• What needs to be done:
In the entries below, some lines hold the string "cased"; please say how many, giving the number and nothing else.
==================================================
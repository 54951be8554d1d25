//! Request and response snapshots.
//!
//! A [`Payload`] is a string-keyed JSON map describing the arguments or the
//! result of a proxied call. Building one is best-effort: fields that fail to
//! serialize are dropped and reported through `tracing`, never as an error.

use serde::Serialize;
use serde_json::{Map, Value};

/// Structured snapshot attached to a [`CommandRecord`](crate::CommandRecord).
#[derive(Debug, Clone, Default, PartialEq, Serialize)]
#[serde(transparent)]
pub struct Payload(Map<String, Value>);

impl Payload {
    /// Create an empty payload.
    pub fn new() -> Self {
        Self(Map::new())
    }

    /// Add a field. Values that cannot be serialized are skipped.
    pub fn arg<T: Serialize + ?Sized>(mut self, key: &str, value: &T) -> Self {
        match serde_json::to_value(value) {
            Ok(value) => {
                self.0.insert(key.to_string(), value);
            }
            Err(e) => {
                tracing::debug!(field = key, error = %e, "dropping unserializable payload field");
            }
        }
        self
    }

    /// Snapshot a whole value.
    ///
    /// Objects become the payload's fields; any other JSON value is stored
    /// under `"value"`.
    pub fn of<T: Serialize + ?Sized>(value: &T) -> Self {
        match serde_json::to_value(value) {
            Ok(Value::Object(map)) => Self(map),
            Ok(other) => {
                let mut map = Map::new();
                map.insert("value".to_string(), other);
                Self(map)
            }
            Err(e) => {
                tracing::debug!(error = %e, "dropping unserializable payload");
                Self::new()
            }
        }
    }

    /// Get a field.
    pub fn get(&self, key: &str) -> Option<&Value> {
        self.0.get(key)
    }

    /// Number of fields.
    pub fn len(&self) -> usize {
        self.0.len()
    }

    /// Whether the payload has no fields.
    pub fn is_empty(&self) -> bool {
        self.0.is_empty()
    }

    /// Borrow the underlying map.
    pub fn as_map(&self) -> &Map<String, Value> {
        &self.0
    }

    /// Convert into a JSON object value.
    pub fn into_value(self) -> Value {
        Value::Object(self.0)
    }

    /// Replace the payload with a marker if its serialized form exceeds `max_bytes`.
    pub(crate) fn limit(self, max_bytes: Option<usize>) -> Self {
        let Some(max_bytes) = max_bytes else {
            return self;
        };
        let size = match serde_json::to_vec(&self.0) {
            Ok(bytes) => bytes.len(),
            Err(_) => return Self::new(),
        };
        if size <= max_bytes {
            return self;
        }
        Self::new().arg("truncated", &true).arg("bytes", &size)
    }
}

impl From<Map<String, Value>> for Payload {
    fn from(map: Map<String, Value>) -> Self {
        Self(map)
    }
}

#[cfg(test)]
mod tests {
    use super::*;
    use serde::ser::Error as _;
    use serde_json::json;

    struct Unserializable;

    impl Serialize for Unserializable {
        fn serialize<S: serde::Serializer>(&self, _: S) -> Result<S::Ok, S::Error> {
            Err(S::Error::custom("refusing to serialize"))
        }
    }

    #[test]
    fn test_arg_builds_map() {
        let payload = Payload::new().arg("key", "user:1").arg("ttl", &30u64);
        assert_eq!(payload.len(), 2);
        assert_eq!(payload.get("key"), Some(&json!("user:1")));
        assert_eq!(payload.get("ttl"), Some(&json!(30)));
    }

    #[test]
    fn test_unserializable_field_is_skipped() {
        let payload = Payload::new()
            .arg("bad", &Unserializable)
            .arg("good", &1);
        assert_eq!(payload.len(), 1);
        assert!(payload.get("bad").is_none());
    }

    #[test]
    fn test_of_object_and_scalar() {
        let object = Payload::of(&json!({"a": 1, "b": [1, 2]}));
        assert_eq!(object.get("a"), Some(&json!(1)));

        let scalar = Payload::of(&42);
        assert_eq!(scalar.get("value"), Some(&json!(42)));

        assert!(Payload::of(&Unserializable).is_empty());
    }

    #[test]
    fn test_limit() {
        let payload = Payload::new().arg("blob", &"x".repeat(100));
        assert_eq!(payload.clone().limit(None), payload);
        assert_eq!(payload.clone().limit(Some(1024)), payload);

        let truncated = payload.limit(Some(16));
        assert_eq!(truncated.get("truncated"), Some(&json!(true)));
        assert!(truncated.get("blob").is_none());
    }
}
//! Operation classification.
//!
//! Every proxied call is counted under [`Category::ALL`] plus one
//! backend-specific category chosen by a [`Classifier`]. Backends with a
//! fixed command set use a [`TableClassifier`]; free-form statement backends
//! (SQL, PartiQL) use a [`KeywordClassifier`] keyed on the statement's first
//! keyword.

use std::borrow::Cow;
use std::collections::HashMap;
use std::fmt;

use serde::Serialize;

/// Name of an aggregate bucket. Categories are open-ended strings.
#[derive(Debug, Clone, PartialEq, Eq, Hash, PartialOrd, Ord, Serialize)]
#[serde(transparent)]
pub struct Category(Cow<'static, str>);

impl Category {
    /// Every recorded call.
    pub const ALL: Category = Category(Cow::Borrowed("ALL"));
    /// Data query (reads).
    pub const DQL: Category = Category(Cow::Borrowed("DQL"));
    /// Data manipulation (writes).
    pub const DML: Category = Category(Cow::Borrowed("DML"));
    /// Data definition (schema, tables, indexes).
    pub const DDL: Category = Category(Cow::Borrowed("DDL"));
    /// Anything else.
    pub const OTHER: Category = Category(Cow::Borrowed("OTHER"));

    /// Create a category.
    pub fn new(name: impl Into<Cow<'static, str>>) -> Self {
        Self(name.into())
    }

    /// Category name.
    pub fn as_str(&self) -> &str {
        &self.0
    }
}

impl fmt::Display for Category {
    fn fmt(&self, f: &mut fmt::Formatter<'_>) -> fmt::Result {
        f.write_str(&self.0)
    }
}

impl AsRef<str> for Category {
    fn as_ref(&self) -> &str {
        &self.0
    }
}

impl From<&'static str> for Category {
    fn from(name: &'static str) -> Self {
        Self(Cow::Borrowed(name))
    }
}

impl From<String> for Category {
    fn from(name: String) -> Self {
        Self(Cow::Owned(name))
    }
}

/// Identity of a proxied call: its record name and, for statement
/// backends, the statement's leading keyword.
#[derive(Debug, Clone, PartialEq, Eq)]
pub struct Operation {
    name: String,
    keyword: Option<String>,
}

impl Operation {
    /// An operation from a fixed command set (`GET`, `find`, `PutItem`).
    pub fn named(name: impl Into<String>) -> Self {
        Self {
            name: name.into(),
            keyword: None,
        }
    }

    /// A free-form statement. The record name becomes `PREFIX:KEYWORD`,
    /// e.g. `EXEC:SELECT`.
    pub fn statement(prefix: &str, statement: &str) -> Self {
        let keyword = statement_keyword(statement);
        Self {
            name: format!("{}:{}", prefix, keyword),
            keyword: Some(keyword),
        }
    }

    /// Record name.
    pub fn name(&self) -> &str {
        &self.name
    }

    /// Leading statement keyword, upper-cased.
    pub fn keyword(&self) -> Option<&str> {
        self.keyword.as_deref()
    }
}

/// Extract the first keyword of a statement, upper-cased.
///
/// Leading whitespace, opening parentheses and SQL comments are skipped.
/// Returns an empty string for blank statements.
pub fn statement_keyword(statement: &str) -> String {
    let mut rest = statement;
    loop {
        rest = rest.trim_start_matches(|c: char| c.is_whitespace() || c == '(');
        if let Some(comment) = rest.strip_prefix("--") {
            rest = comment.split_once('\n').map(|(_, tail)| tail).unwrap_or("");
        } else if let Some(comment) = rest.strip_prefix("/*") {
            rest = comment.split_once("*/").map(|(_, tail)| tail).unwrap_or("");
        } else {
            break;
        }
    }

    rest.split(|c: char| c.is_whitespace() || c == '(' || c == ';')
        .next()
        .unwrap_or("")
        .to_ascii_uppercase()
}

/// Chooses the backend-specific category of an operation.
pub trait Classifier: Send + Sync {
    /// Classify one operation.
    fn classify(&self, op: &Operation) -> Category;
}

impl<F> Classifier for F
where
    F: Fn(&Operation) -> Category + Send + Sync,
{
    fn classify(&self, op: &Operation) -> Category {
        self(op)
    }
}

/// Keywords classified as data manipulation by default.
pub const DML_KEYWORDS: &[&str] = &["INSERT", "UPDATE", "DELETE", "UPSERT", "REPLACE", "MERGE"];

/// Keywords classified as data definition by default.
pub const DDL_KEYWORDS: &[&str] = &["ALTER", "CREATE", "DROP", "TRUNCATE", "RENAME"];

/// Keywords classified as data query by default.
pub const DQL_KEYWORDS: &[&str] = &["SELECT", "WITH", "SHOW", "DESCRIBE", "EXPLAIN"];

/// Statement-type classifier keyed on the first keyword.
#[derive(Debug, Clone)]
pub struct KeywordClassifier {
    keywords: HashMap<String, Category>,
    fallback: Category,
}

impl KeywordClassifier {
    /// Classifier with the default DML/DDL/DQL keyword tables.
    pub fn new() -> Self {
        let mut classifier = Self::empty(Category::OTHER);
        for (keywords, category) in [
            (DML_KEYWORDS, Category::DML),
            (DDL_KEYWORDS, Category::DDL),
            (DQL_KEYWORDS, Category::DQL),
        ] {
            for keyword in keywords {
                classifier
                    .keywords
                    .insert((*keyword).to_string(), category.clone());
            }
        }
        classifier
    }

    /// Classifier with no keywords; everything maps to `fallback`.
    pub fn empty(fallback: Category) -> Self {
        Self {
            keywords: HashMap::new(),
            fallback,
        }
    }

    /// Map a keyword to a category, replacing any previous mapping.
    pub fn with_keyword(mut self, keyword: &str, category: impl Into<Category>) -> Self {
        self.keywords
            .insert(keyword.to_ascii_uppercase(), category.into());
        self
    }

    /// Set the category for unknown keywords.
    pub fn with_fallback(mut self, fallback: impl Into<Category>) -> Self {
        self.fallback = fallback.into();
        self
    }

    /// Classify an upper-cased keyword.
    pub fn classify_keyword(&self, keyword: &str) -> Category {
        self.keywords
            .get(keyword)
            .cloned()
            .unwrap_or_else(|| self.fallback.clone())
    }

    /// Classify a raw statement.
    pub fn classify_statement(&self, statement: &str) -> Category {
        self.classify_keyword(&statement_keyword(statement))
    }
}

impl Default for KeywordClassifier {
    fn default() -> Self {
        Self::new()
    }
}

impl Classifier for KeywordClassifier {
    fn classify(&self, op: &Operation) -> Category {
        match op.keyword() {
            Some(keyword) => self.classify_keyword(keyword),
            None => self.classify_keyword(&op.name().to_ascii_uppercase()),
        }
    }
}

/// Static operation-name table with an optional statement classifier for
/// operations that carry a keyword.
#[derive(Debug, Clone)]
pub struct TableClassifier {
    table: HashMap<String, Category>,
    statements: Option<KeywordClassifier>,
    fallback: Category,
}

impl TableClassifier {
    /// Empty table falling back to [`Category::OTHER`].
    pub fn new() -> Self {
        Self {
            table: HashMap::new(),
            statements: None,
            fallback: Category::OTHER,
        }
    }

    /// Map one operation name.
    pub fn with(mut self, name: &str, category: impl Into<Category>) -> Self {
        self.table.insert(name.to_string(), category.into());
        self
    }

    /// Map several operation names to the same category.
    pub fn with_all(mut self, names: &[&str], category: impl Into<Category>) -> Self {
        let category = category.into();
        for name in names {
            self.table.insert((*name).to_string(), category.clone());
        }
        self
    }

    /// Classify keyword-carrying operations with `statements`.
    pub fn with_statements(mut self, statements: KeywordClassifier) -> Self {
        self.statements = Some(statements);
        self
    }

    /// Set the category for unknown operations.
    pub fn with_fallback(mut self, fallback: impl Into<Category>) -> Self {
        self.fallback = fallback.into();
        self
    }

    /// Number of mapped operation names.
    pub fn len(&self) -> usize {
        self.table.len()
    }

    /// Whether no operation names are mapped.
    pub fn is_empty(&self) -> bool {
        self.table.is_empty()
    }
}

impl Default for TableClassifier {
    fn default() -> Self {
        Self::new()
    }
}

impl Classifier for TableClassifier {
    fn classify(&self, op: &Operation) -> Category {
        if let (Some(keyword), Some(statements)) = (op.keyword(), &self.statements) {
            return statements.classify_keyword(keyword);
        }
        self.table
            .get(op.name())
            .cloned()
            .unwrap_or_else(|| self.fallback.clone())
    }
}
==================================================
• Answer for this exercise:
3